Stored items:
== Segment start ==

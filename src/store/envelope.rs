//! Versioned record envelope for values crossing the storage boundary.
//!
//! Every cached value is stored as JSON of the form
//! `{"kind": "...", "version": N, "data": ...}`. Readers reject records of
//! another kind or version instead of guessing at their layout.

use serde::{de::DeserializeOwned, Deserialize, Serialize};
use serde_json::Value;

use super::traits::{StoreError, StoreResult};

#[derive(Debug, Serialize, Deserialize)]
pub struct Envelope<T> {
  pub kind: String,
  pub version: u32,
  pub data: T,
}

impl<T: Serialize> Envelope<T> {
  /// Wrap and encode a value.
  pub fn seal(kind: &str, version: u32, data: T) -> StoreResult<Vec<u8>> {
    let envelope = Envelope {
      kind: kind.to_string(),
      version,
      data,
    };
    serde_json::to_vec(&envelope)
      .map_err(|e| StoreError::Codec(format!("failed to encode {} record: {}", kind, e)))
  }
}

impl<T: DeserializeOwned> Envelope<T> {
  /// Decode a value, checking kind and version first.
  pub fn open(bytes: &[u8], kind: &str, version: u32) -> StoreResult<T> {
    let envelope: Envelope<Value> = serde_json::from_slice(bytes)
      .map_err(|e| StoreError::Codec(format!("record is not an envelope: {}", e)))?;

    if envelope.kind != kind {
      return Err(StoreError::Codec(format!(
        "expected {} record, found {}",
        kind, envelope.kind
      )));
    }
    if envelope.version != version {
      return Err(StoreError::Codec(format!(
        "{} record version {} is not supported (expected {})",
        kind, envelope.version, version
      )));
    }

    serde_json::from_value(envelope.data)
      .map_err(|e| StoreError::Codec(format!("failed to decode {} record: {}", kind, e)))
  }
}

/// A value type with a fixed envelope kind and version.
pub trait Record: Sized {
  const KIND: &'static str;
  const VERSION: u32;
}

/// Encode a typed record.
pub fn seal_record<R: Record + Serialize>(value: &R) -> StoreResult<Vec<u8>> {
  Envelope::seal(R::KIND, R::VERSION, value)
}

/// Decode a typed record.
pub fn open_record<R: Record + DeserializeOwned>(bytes: &[u8]) -> StoreResult<R> {
  Envelope::open(bytes, R::KIND, R::VERSION)
}

#[cfg(test)]
mod tests {
  use super::*;

  #[derive(Debug, PartialEq, Serialize, Deserialize)]
  struct Sample {
    name: String,
  }

  impl Record for Sample {
    const KIND: &'static str = "sample";
    const VERSION: u32 = 2;
  }

  #[test]
  fn test_sealed_record_carries_kind_and_version() {
    let bytes = seal_record(&Sample { name: "a".into() }).unwrap();
    let raw: Value = serde_json::from_slice(&bytes).unwrap();

    assert_eq!(raw["kind"], "sample");
    assert_eq!(raw["version"], 2);
    assert_eq!(raw["data"]["name"], "a");
    assert_eq!(
      open_record::<Sample>(&bytes).unwrap(),
      Sample { name: "a".into() }
    );
  }

  #[test]
  fn test_version_mismatch_is_rejected() {
    let bytes = Envelope::seal("sample", 1, serde_json::json!({"name": "old"})).unwrap();
    let err = open_record::<Sample>(&bytes).unwrap_err();
    assert!(matches!(err, StoreError::Codec(msg) if msg.contains("version 1")));
  }

  #[test]
  fn test_kind_mismatch_and_bare_values_are_rejected() {
    let bytes = Envelope::seal("other", 2, serde_json::json!({"name": "x"})).unwrap();
    assert!(open_record::<Sample>(&bytes).is_err());

    // Schemaless blobs from before the envelope existed
    assert!(open_record::<Sample>(br#"{"name": "x"}"#).is_err());
  }
}
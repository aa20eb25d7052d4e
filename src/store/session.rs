//! Session-scoped invalidation of cache databases.
//!
//! Cached records are only trusted within the session that wrote them. The
//! first use of a cache in a new session wipes its stores and records the
//! session id, so records computed by an older session or build are never read.

use std::sync::OnceLock;
use tracing::{debug, info, warn};

use super::sqlite::SESSION_STORE;
use super::traits::KeyValueStore;

/// Identity of the current session.
#[derive(Debug, Clone, PartialEq, Eq)]
pub struct SessionId(String);

impl SessionId {
  pub fn new(id: impl Into<String>) -> Self {
    Self(id.into())
  }

  /// A session unique to this process.
  pub fn generate() -> Self {
    Self(uuid::Uuid::new_v4().to_string())
  }

  /// A session shared by every process of this build.
  pub fn for_build() -> Self {
    Self(format!("build-{}", env!("CARGO_PKG_VERSION")))
  }

  pub fn as_str(&self) -> &str {
    &self.0
  }
}

/// Init-once guard comparing the persisted session flag with the current session.
pub struct SessionGate {
  flag: &'static str,
  session: SessionId,
  ready: OnceLock<bool>,
}

impl SessionGate {
  pub fn new(flag: &'static str, session: SessionId) -> Self {
    Self {
      flag,
      session,
      ready: OnceLock::new(),
    }
  }

  /// Run session invalidation on first call; later calls return the memoized outcome.
  ///
  /// Returns whether the cache may be used. A cache whose stale records could
  /// not be cleared, or whose storage is unavailable, stays unusable.
  pub fn ensure<S: KeyValueStore + ?Sized>(&self, store: &S, stores: &[&str]) -> bool {
    *self.ready.get_or_init(|| self.check(store, stores))
  }

  fn check<S: KeyValueStore + ?Sized>(&self, store: &S, stores: &[&str]) -> bool {
    let current = self.session.as_str().as_bytes();

    match store.get(SESSION_STORE, self.flag) {
      Ok(Some(persisted)) if persisted == current => {
        debug!(flag = self.flag, "cache session already initialized");
        true
      }
      Ok(_) => match store.clear(stores) {
        Ok(()) => {
          if let Err(e) = store.put(SESSION_STORE, self.flag, current) {
            warn!(flag = self.flag, error = %e, "failed to persist cache session flag");
          }
          info!(flag = self.flag, session = self.session.as_str(), "cache invalidated for new session");
          true
        }
        Err(e) => {
          warn!(flag = self.flag, error = %e, "failed to clear stale cache, disabling it");
          false
        }
      },
      Err(e) => {
        debug!(flag = self.flag, error = %e, "cache storage unavailable");
        false
      }
    }
  }
}
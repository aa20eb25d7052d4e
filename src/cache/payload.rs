//! Write-then-evict cache for heavy per-device and per-project data.
//!
//! Large projects carry tens of thousands of parameter rows. After a parse,
//! device payloads and the two project graphs are persisted and dropped from
//! the in-memory model; detail views fetch them back on demand.
//!
//! The in-memory model is only touched after the write transaction commits, so
//! a failed offload leaves it exactly as it was.

use serde::Serialize;
use std::collections::{BTreeMap, HashSet};
use std::sync::Arc;
use tracing::{debug, info, warn};

use crate::model::{
  ConfigEntry, Device, DevicePayload, GraphCacheState, GraphCounts, GraphModel, GroupLink,
  Project, ProjectGraphPayload,
};
use crate::store::{
  open_record, DatabaseSpec, Envelope, KeyValueStore, Lookup, Record, SessionGate, SessionId,
  StoreResult,
};

use super::fallback::{DatapointSizing, StandardDatapointSizes};

pub const DEVICE_STORE: &str = "device-payload";
pub const GRAPH_STORE: &str = "project-graphs";

/// Version 1 only had the device store; version 2 added project graphs.
pub const PROJECT_DB: DatabaseSpec = DatabaseSpec {
  name: "project-cache",
  version: 2,
  stores: &[DEVICE_STORE, GRAPH_STORE],
};

const SESSION_FLAG: &str = "project_cache_init";

impl Record for DevicePayload {
  const KIND: &'static str = "device-payload";
  const VERSION: u32 = 1;
}

impl Record for ProjectGraphPayload {
  const KIND: &'static str = "project-graphs";
  const VERSION: u32 = 1;
}

/// Borrowed view of a device's heavy fields, encoded as a [`DevicePayload`].
#[derive(Serialize)]
struct DevicePayloadView<'a> {
  configuration_entries: &'a [ConfigEntry],
  configuration: &'a BTreeMap<String, String>,
  group_links: &'a [GroupLink],
}

impl<'a> From<&'a Device> for DevicePayloadView<'a> {
  fn from(device: &'a Device) -> Self {
    Self {
      configuration_entries: &device.configuration_entries,
      configuration: &device.configuration,
      group_links: &device.group_links,
    }
  }
}

/// Borrowed view of a project's graphs, encoded as a [`ProjectGraphPayload`].
#[derive(Serialize)]
struct ProjectGraphView<'a> {
  topology_graph: Option<&'a GraphModel>,
  group_address_graph: Option<&'a GraphModel>,
}

fn seal_view<R: Record, V: Serialize>(view: V) -> StoreResult<Vec<u8>> {
  Envelope::seal(R::KIND, R::VERSION, view)
}

/// Record key of a device payload; empty parts yield no key.
fn device_record_key(project_key: &str, device_key: &str) -> Option<String> {
  if project_key.is_empty() || device_key.is_empty() {
    None
  } else {
    Some(format!("{}::{}", project_key, device_key))
  }
}

/// What the project cache holds for one project.
#[derive(Debug, Clone, Copy, Default, PartialEq, Eq)]
pub struct ProjectCacheStats {
  pub device_payload_count: u64,
  pub has_project_graphs: bool,
}

/// Offloads heavy project data to a [`KeyValueStore`] and reads it back.
pub struct ProjectPayloadCache<S: KeyValueStore + ?Sized> {
  store: Arc<S>,
  session: Arc<SessionGate>,
  sizing: Arc<dyn DatapointSizing>,
}

impl<S: KeyValueStore + ?Sized> ProjectPayloadCache<S> {
  pub fn new(store: Arc<S>, session: SessionId) -> Self {
    Self::with_sizing(store, session, Arc::new(StandardDatapointSizes))
  }

  /// Use a custom datapoint size lookup for the fallback map.
  pub fn with_sizing(store: Arc<S>, session: SessionId, sizing: Arc<dyn DatapointSizing>) -> Self {
    Self {
      store,
      session: Arc::new(SessionGate::new(SESSION_FLAG, session)),
      sizing,
    }
  }

  fn ready(&self) -> bool {
    self
      .session
      .ensure(self.store.as_ref(), &[DEVICE_STORE, GRAPH_STORE])
  }

  /// Persist every device's heavy fields in one transaction, then evict them.
  ///
  /// Returns whether anything was offloaded. On failure the project is left
  /// untouched, fallback map included.
  ///
  /// A cache key belongs to the first device that has it. Later devices with
  /// the same key keep their payload in memory.
  pub fn offload_device_payloads(&self, project_key: &str, project: &mut Project) -> bool {
    if project_key.is_empty() {
      return false;
    }

    let mut fallbacks = project.group_address_fallbacks.clone().unwrap_or_default();
    let mut entries = Vec::new();
    let mut candidates = Vec::new();
    let mut claimed = HashSet::new();

    for (index, device) in project.devices.iter().enumerate() {
      let Some(device_key) = device.cache_key() else {
        continue;
      };
      for link in &device.group_links {
        fallbacks.absorb(link, self.sizing.as_ref());
      }
      if !claimed.insert(device_key) {
        if device.has_heavy_payload() {
          warn!(project_key, device_key, "duplicate device key, payload stays in memory");
        }
        continue;
      }
      if !device.has_heavy_payload() {
        continue;
      }
      let Some(key) = device_record_key(project_key, device_key) else {
        continue;
      };

      match seal_view::<DevicePayload, _>(DevicePayloadView::from(device)) {
        Ok(bytes) => {
          entries.push((key, bytes));
          candidates.push(index);
        }
        Err(e) => {
          warn!(project_key, device_key, error = %e, "failed to encode device payload");
          return false;
        }
      }
    }

    if candidates.is_empty() || !self.ready() {
      return false;
    }

    if let Err(e) = self.store.put_many(DEVICE_STORE, &entries) {
      warn!(project_key, error = %e, "device payload offload failed, keeping payloads in memory");
      return false;
    }

    for index in &candidates {
      project.devices[*index].evict_payload();
    }
    if !fallbacks.is_empty() {
      project.group_address_fallbacks = Some(fallbacks);
    }

    info!(project_key, devices = candidates.len(), "device payloads offloaded");
    true
  }

  /// Persist both project graphs as one record, then drop them from memory.
  pub fn offload_project_graphs(&self, project_key: &str, project: &mut Project) -> bool {
    if project_key.is_empty()
      || (project.topology_graph.is_none() && project.group_address_graph.is_none())
    {
      return false;
    }
    if !self.ready() {
      return false;
    }

    match self.store.has_store(GRAPH_STORE) {
      Ok(true) => {}
      Ok(false) => {
        debug!(project_key, "graph store not present in this database version");
        return false;
      }
      Err(e) => {
        debug!(project_key, error = %e, "graph store unavailable");
        return false;
      }
    }

    let view = ProjectGraphView {
      topology_graph: project.topology_graph.as_ref(),
      group_address_graph: project.group_address_graph.as_ref(),
    };
    let result = seal_view::<ProjectGraphPayload, _>(view)
      .and_then(|bytes| self.store.put(GRAPH_STORE, project_key, &bytes));
    if let Err(e) = result {
      warn!(project_key, error = %e, "project graph offload failed, keeping graphs in memory");
      return false;
    }

    let counts = GraphCounts {
      topology: project
        .topology_graph
        .as_ref()
        .map(GraphModel::size)
        .unwrap_or_default(),
      group: project
        .group_address_graph
        .as_ref()
        .map(GraphModel::size)
        .unwrap_or_default(),
    };
    project.graph_state = GraphCacheState {
      cached: true,
      load_failed: false,
      counts: Some(counts),
    };
    project.topology_graph = None;
    project.group_address_graph = None;

    info!(
      project_key,
      topology_nodes = counts.topology.nodes,
      group_nodes = counts.group.nodes,
      "project graphs offloaded"
    );
    true
  }

  pub fn get_device_payload(&self, project_key: &str, device_key: &str) -> Lookup<DevicePayload> {
    let Some(key) = device_record_key(project_key, device_key) else {
      return Lookup::Miss;
    };
    self.read(DEVICE_STORE, &key)
  }

  pub fn get_project_graphs(&self, project_key: &str) -> Lookup<ProjectGraphPayload> {
    if project_key.is_empty() {
      return Lookup::Miss;
    }
    self.read(GRAPH_STORE, project_key)
  }

  fn read<R>(&self, store: &str, key: &str) -> Lookup<R>
  where
    R: Record + serde::de::DeserializeOwned,
  {
    if !self.ready() {
      return Lookup::Unavailable;
    }

    let result = self
      .store
      .get(store, key)
      .and_then(|bytes| bytes.map(|bytes| open_record::<R>(&bytes)).transpose());
    if let Err(e) = &result {
      debug!(store, key, error = %e, "project cache read failed");
    }
    Lookup::from(result)
  }

  /// Store one device payload. Returns whether it was written.
  pub fn set_device_payload(
    &self,
    project_key: &str,
    device_key: &str,
    payload: &DevicePayload,
  ) -> bool {
    let Some(key) = device_record_key(project_key, device_key) else {
      return false;
    };
    if !self.ready() {
      return false;
    }

    let result = seal_view::<DevicePayload, _>(payload)
      .and_then(|bytes| self.store.put(DEVICE_STORE, &key, &bytes));
    match result {
      Ok(()) => true,
      Err(e) => {
        debug!(key, error = %e, "device payload write dropped");
        false
      }
    }
  }

  /// Count of offloaded devices and presence of graphs. Defaults on any failure.
  pub fn project_cache_stats(&self, project_key: &str) -> ProjectCacheStats {
    if project_key.is_empty() || !self.ready() {
      return ProjectCacheStats::default();
    }

    let prefix = format!("{}::", project_key);
    ProjectCacheStats {
      device_payload_count: self
        .store
        .count_prefix(DEVICE_STORE, &prefix)
        .unwrap_or_default(),
      has_project_graphs: self
        .store
        .contains(GRAPH_STORE, project_key)
        .unwrap_or_default(),
    }
  }

  /// Remove every device payload and graph record in one transaction.
  pub fn clear(&self) -> StoreResult<()> {
    self.store.clear(&[DEVICE_STORE, GRAPH_STORE])
  }

  /// Heavy fields of a device for display, from memory or from the store.
  pub fn device_details(&self, project_key: &str, device: &Device) -> Lookup<DevicePayload> {
    if !device.cache_markers.is_cached() {
      return Lookup::Hit(device.payload());
    }
    match device.cache_key() {
      Some(device_key) => self.get_device_payload(project_key, device_key),
      None => Lookup::Miss,
    }
  }

  /// Graphs of a project, fetched from the store when they were offloaded.
  ///
  /// Sets `graph_state.load_failed` when cached graphs cannot be read back.
  pub fn load_project_graphs(
    &self,
    project_key: &str,
    project: &mut Project,
  ) -> Lookup<ProjectGraphPayload> {
    if !project.graphs_cached() {
      return Lookup::Hit(ProjectGraphPayload {
        topology_graph: project.topology_graph.clone(),
        group_address_graph: project.group_address_graph.clone(),
      });
    }

    let lookup = self.get_project_graphs(project_key);
    project.graph_state.load_failed = !lookup.is_hit();
    if project.graph_state.load_failed {
      warn!(project_key, "cached project graphs could not be loaded");
    }
    lookup
  }
}

impl<S: KeyValueStore + ?Sized> Clone for ProjectPayloadCache<S> {
  fn clone(&self) -> Self {
    Self {
      store: Arc::clone(&self.store),
      session: Arc::clone(&self.session),
      sizing: Arc::clone(&self.sizing),
    }
  }
}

== Segment end ==

EXERCISE: In the entries above, tally the lines that hold the string "PartialEq" and give only the count.

SOLUTION: 3